In five performances from Wednesday through Sunday, real stories will be shared about what it’s like for the only student of color in the classroom; what it’s like to see shards of glass strewn all over your dorm floor; what it means when someone assumes you’re Chinese when you’re Korean or Mexican when you’re Nicaraguan.

“I had this idea in class last spring when a student started talking about the incident,” says production manager Heidi Winters Vogel. “It was important and helpful to hear how he felt. When there was a call for equity and inclusion fellows, I thought we could take the opportunity to collect stories like these and to make a play out of it in order to provide understanding; to answer the question: ‘Where is our beloved community?’ »

This core idea took shape, and soon after the start of the spring semester, Professor Vogel, along with seniors Sammy Lebron and Sebastian Wang, began collecting stories. Many of them. And these stories – personal experiences and feelings of anger, grief and frustration – came from students, staff, faculty and alumni.

“There was a wide range of feelings,” Vogel said, “from ‘Hey, Wabash is the best possible place for me’ to ‘I don’t feel heard and I don’t belong here.’ brought to use these stories to create a scenario.

Because these are real experiences from real Wabash, it’s taken a lot of work to get to a place where they can be shared with the wider community. The cast and crew discussed how to communicate the stories without making it an attack on certain people or, perhaps worse, an attempt to heal healing wounds.

Almost all of the 28 people who shared their stories will be identified by name, and video clips of interviews conducted with them will be woven into the fabric of the theatrical play. Instrumental music performed by Robert Borland will highlight and connect individual stories.

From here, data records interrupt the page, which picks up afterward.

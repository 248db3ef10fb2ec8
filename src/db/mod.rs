//! SQLite persistence for weather observations and forecast snapshots.

mod current;
mod forecast;
mod location;
pub mod models;
mod schema;
mod store;

pub use store::{PersistError, WeatherStore};

use color_eyre::{eyre::eyre, Result};
use rusqlite::Connection;
use std::path::Path;
use std::sync::{Mutex, MutexGuard};
use std::time::Duration;

/// How long a writer waits on another connection's lock before failing.
const BUSY_TIMEOUT: Duration = Duration::from_secs(5);

/// Database connection wrapper for the weather tables
pub struct Database {
  conn: Mutex<Connection>,
}

impl Database {
  /// Open or create the database at `path`
  pub fn open(path: &Path) -> Result<Self> {
    // Ensure parent directory exists
    if let Some(parent) = path.parent() {
      std::fs::create_dir_all(parent)
        .map_err(|e| eyre!("Failed to create database directory: {}", e))?;
    }

    let conn = Connection::open(path)
      .map_err(|e| eyre!("Failed to open database at {}: {}", path.display(), e))?;

    Self::with_connection(conn)
  }

  #[cfg(test)]
  pub fn open_in_memory() -> Result<Self> {
    Self::with_connection(Connection::open_in_memory()?)
  }

  fn with_connection(conn: Connection) -> Result<Self> {
    conn
      .busy_timeout(BUSY_TIMEOUT)
      .map_err(|e| eyre!("Failed to set busy timeout: {}", e))?;

    let db = Self {
      conn: Mutex::new(conn),
    };
    db.run_migrations()?;

    Ok(db)
  }

  /// Run database migrations
  fn run_migrations(&self) -> Result<()> {
    let conn = self
      .lock()
      .map_err(|e| eyre!("Failed to run migrations: {}", e))?;
    conn
      .execute_batch(schema::SCHEMA)
      .map_err(|e| eyre!("Failed to run migrations: {}", e))?;
    Ok(())
  }

  /// Exclusive access to the connection
  pub fn lock(&self) -> Result<MutexGuard<'_, Connection>, PersistError> {
    self.conn.lock().map_err(|_| PersistError::LockPoisoned)
  }
}
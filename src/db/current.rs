//! Current-weather observations with their condition and air-quality rows.

use rusqlite::{params, Connection, OptionalExtension, Row};

use super::models::{
  AirQuality, Condition, CurrentWeather, Measurements, NewAirQuality, NewCondition,
  NewCurrentWeather,
};

pub struct CurrentWeatherRepository<'c> {
  conn: &'c Connection,
}

impl<'c> CurrentWeatherRepository<'c> {
  pub fn new(conn: &'c Connection) -> Self {
    Self { conn }
  }

  pub fn get_by_last_updated_epoch(
    &self,
    epoch: i64,
  ) -> rusqlite::Result<Option<CurrentWeather>> {
    let id: Option<i64> = self
      .conn
      .query_row(
        "SELECT id FROM weatherapi_current_weather WHERE last_updated_epoch = ?",
        params![epoch],
        |row| row.get(0),
      )
      .optional()?;

    match id {
      Some(id) => self.get_with_related(id),
      None => Ok(None),
    }
  }

  /// Load an observation together with its condition and air quality.
  pub fn get_with_related(&self, id: i64) -> rusqlite::Result<Option<CurrentWeather>> {
    let Some((location_id, last_updated_epoch, last_updated, measurements)) = self
      .conn
      .query_row(
        "SELECT location_id, last_updated_epoch, last_updated,
                temp_c, temp_f, is_day, wind_mph, wind_kph, wind_degree, wind_dir,
                pressure_mb, pressure_in, precip_mm, precip_in, humidity, cloud,
                feelslike_c, feelslike_f, windchill_c, windchill_f,
                heatindex_c, heatindex_f, dewpoint_c, dewpoint_f,
                vis_km, uv, gust_mph, gust_kph
         FROM weatherapi_current_weather WHERE id = ?",
        params![id],
        |row| {
          Ok((
            row.get::<_, i64>(0)?,
            row.get::<_, i64>(1)?,
            row.get::<_, String>(2)?,
            measurements_from_row(row, 3)?,
          ))
        },
      )
      .optional()?
    else {
      return Ok(None);
    };

    let condition = self.conn.query_row(
      "SELECT id, text, icon, code FROM weatherapi_current_condition WHERE weather_id = ?",
      params![id],
      |row| {
        Ok(Condition {
          id: row.get(0)?,
          condition: NewCondition {
            text: row.get(1)?,
            icon: row.get(2)?,
            code: row.get(3)?,
          },
        })
      },
    )?;

    let air_quality = self
      .conn
      .query_row(
        "SELECT id, co, no2, o3, so2, pm2_5, pm10, us_epa_index, gb_defra_index
         FROM weatherapi_air_quality WHERE weather_id = ?",
        params![id],
        |row| {
          Ok(AirQuality {
            id: row.get(0)?,
            air_quality: NewAirQuality {
              co: row.get(1)?,
              no2: row.get(2)?,
              o3: row.get(3)?,
              so2: row.get(4)?,
              pm2_5: row.get(5)?,
              pm10: row.get(6)?,
              us_epa_index: row.get(7)?,
              gb_defra_index: row.get(8)?,
            },
          })
        },
      )
      .optional()?;

    Ok(Some(CurrentWeather {
      id,
      location_id,
      last_updated_epoch,
      last_updated,
      measurements,
      condition,
      air_quality,
    }))
  }

  /// Insert an observation and its sub-entities. Returns the new observation id.
  ///
  /// Callers wrap this in a transaction; a duplicate `last_updated_epoch`
  /// fails with a constraint violation before any sub-entity is written.
  pub fn insert_with_related(
    &self,
    location_id: i64,
    weather: &NewCurrentWeather,
  ) -> rusqlite::Result<i64> {
    let m = &weather.measurements;
    self.conn.execute(
      "INSERT INTO weatherapi_current_weather (
         location_id, last_updated_epoch, last_updated,
         temp_c, temp_f, is_day, wind_mph, wind_kph, wind_degree, wind_dir,
         pressure_mb, pressure_in, precip_mm, precip_in, humidity, cloud,
         feelslike_c, feelslike_f, windchill_c, windchill_f,
         heatindex_c, heatindex_f, dewpoint_c, dewpoint_f,
         vis_km, uv, gust_mph, gust_kph)
       VALUES (?1, ?2, ?3, ?4, ?5, ?6, ?7, ?8, ?9, ?10, ?11, ?12, ?13, ?14,
               ?15, ?16, ?17, ?18, ?19, ?20, ?21, ?22, ?23, ?24, ?25, ?26, ?27, ?28)",
      params![
        location_id,
        weather.last_updated_epoch,
        weather.last_updated,
        m.temp_c,
        m.temp_f,
        m.is_day,
        m.wind_mph,
        m.wind_kph,
        m.wind_degree,
        m.wind_dir,
        m.pressure_mb,
        m.pressure_in,
        m.precip_mm,
        m.precip_in,
        m.humidity,
        m.cloud,
        m.feelslike_c,
        m.feelslike_f,
        m.windchill_c,
        m.windchill_f,
        m.heatindex_c,
        m.heatindex_f,
        m.dewpoint_c,
        m.dewpoint_f,
        m.vis_km,
        m.uv,
        m.gust_mph,
        m.gust_kph,
      ],
    )?;
    let weather_id = self.conn.last_insert_rowid();

    let c = &weather.condition;
    self.conn.execute(
      "INSERT INTO weatherapi_current_condition (weather_id, text, icon, code)
       VALUES (?, ?, ?, ?)",
      params![weather_id, c.text, c.icon, c.code],
    )?;

    if let Some(aq) = &weather.air_quality {
      self.conn.execute(
        "INSERT INTO weatherapi_air_quality
         (weather_id, co, no2, o3, so2, pm2_5, pm10, us_epa_index, gb_defra_index)
         VALUES (?, ?, ?, ?, ?, ?, ?, ?, ?)",
        params![
          weather_id,
          aq.co,
          aq.no2,
          aq.o3,
          aq.so2,
          aq.pm2_5,
          aq.pm10,
          aq.us_epa_index,
          aq.gb_defra_index,
        ],
      )?;
    }

    Ok(weather_id)
  }

  pub fn count(&self) -> rusqlite::Result<i64> {
    self
      .conn
      .query_row("SELECT COUNT(*) FROM weatherapi_current_weather", [], |row| {
        row.get(0)
      })
  }
}

fn measurements_from_row(row: &Row<'_>, offset: usize) -> rusqlite::Result<Measurements> {
  let col = |i: usize| offset + i;
  Ok(Measurements {
    temp_c: row.get(col(0))?,
    temp_f: row.get(col(1))?,
    is_day: row.get(col(2))?,
    wind_mph: row.get(col(3))?,
    wind_kph: row.get(col(4))?,
    wind_degree: row.get(col(5))?,
    wind_dir: row.get(col(6))?,
    pressure_mb: row.get(col(7))?,
    pressure_in: row.get(col(8))?,
    precip_mm: row.get(col(9))?,
    precip_in: row.get(col(10))?,
    humidity: row.get(col(11))?,
    cloud: row.get(col(12))?,
    feelslike_c: row.get(col(13))?,
    feelslike_f: row.get(col(14))?,
    windchill_c: row.get(col(15))?,
    windchill_f: row.get(col(16))?,
    heatindex_c: row.get(col(17))?,
    heatindex_f: row.get(col(18))?,
    dewpoint_c: row.get(col(19))?,
    dewpoint_f: row.get(col(20))?,
    vis_km: row.get(col(21))?,
    uv: row.get(col(22))?,
    gust_mph: row.get(col(23))?,
    gust_kph: row.get(col(24))?,
  })
}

“Our goal with this production is to give audiences a sense of deep listening – without judgement,” Vogel added, saying she hopes audiences will think about how each of us can play a part in building this community. “As a white woman, I have to step up and listen — and recognize that things aren’t always the way I see them.”

The journey, however, from lived experiences to creative performance took time, patience and above all trust. Professor Vogel says the participants divided into pairs and small groups to build the trust needed to share and understand their stories. There were regular check-ins to make sure everyone was comfortable; to make sure everyone was listening and understanding.

Some students will act out their own stories, while other actors will act as performers. The design and performance team includes students Dario Banuelos, Malik Barnes, Walter “Josh” Campbell, Khoi Truong, Alex Rotaru, Jamari Washington, Elijah Weddington and K’tren Wilson, as well as local actor Chenel Darby and l teaching assistant Alba de la Cruz. González Vasquez.

It was Darby who helped build a bridge that gave all the performers the confidence to pull off the production.

“Some people were really excited to share their stories, but some weren’t,” Vogel explained. “Chenel said, ‘These people had the courage to share their stories. We have to be brave enough to stage them.

“It’s deep and rich; some stories are very hard to hear,” added the director. “A lot of these people had never The journey, however, from lived experiences to creative performance took time, patience and above all trust. shared their stories before, and in doing so, they made discoveries of themselves… And there was always a feeling that, ‘Wow, it felt so good to finally share this with someone.’

Lilly Endowment Inc.’s “Restore Hope, Restore Trust” grant is supporting the production, including hiring guest lighting designer, Erica Lauren Maholmes, whose work illuminates the simple but beautiful stage designed by Adam Whittredge. Andrea Bear is the costume designer.

Sebastian Wang crowns his impressive theatrical career at Wabash as stage manager and assistant director. Ace Dzurovcik, also a senior, designed the sound, while Sammy Lebron designed the projections used in the production, including the storytellers’ music videos.

Performances are free and open to the public, but must be reserved via the ticket office of the Palais des Beaux-Arts. Performances are scheduled from Wednesday to Saturday evening, from April 27 to 30, at 8:00 p.m. There is also a special matinee performance on Sunday, April 24 at 1:00 p.m. to celebrate the 50th anniversary of the Malcolm X Institute for Black Studies.

In addition to the production, the cast and crew invite the community for a special lunchtime talk by lighting designer Erica Lauren Maholmes. She will speak and answer questions about her work and art as a black woman in a field dominated by white men in the Korb classroom on Wednesday, April 20 at 12:10 p.m. Lunch will be available from noon in Littell Hall.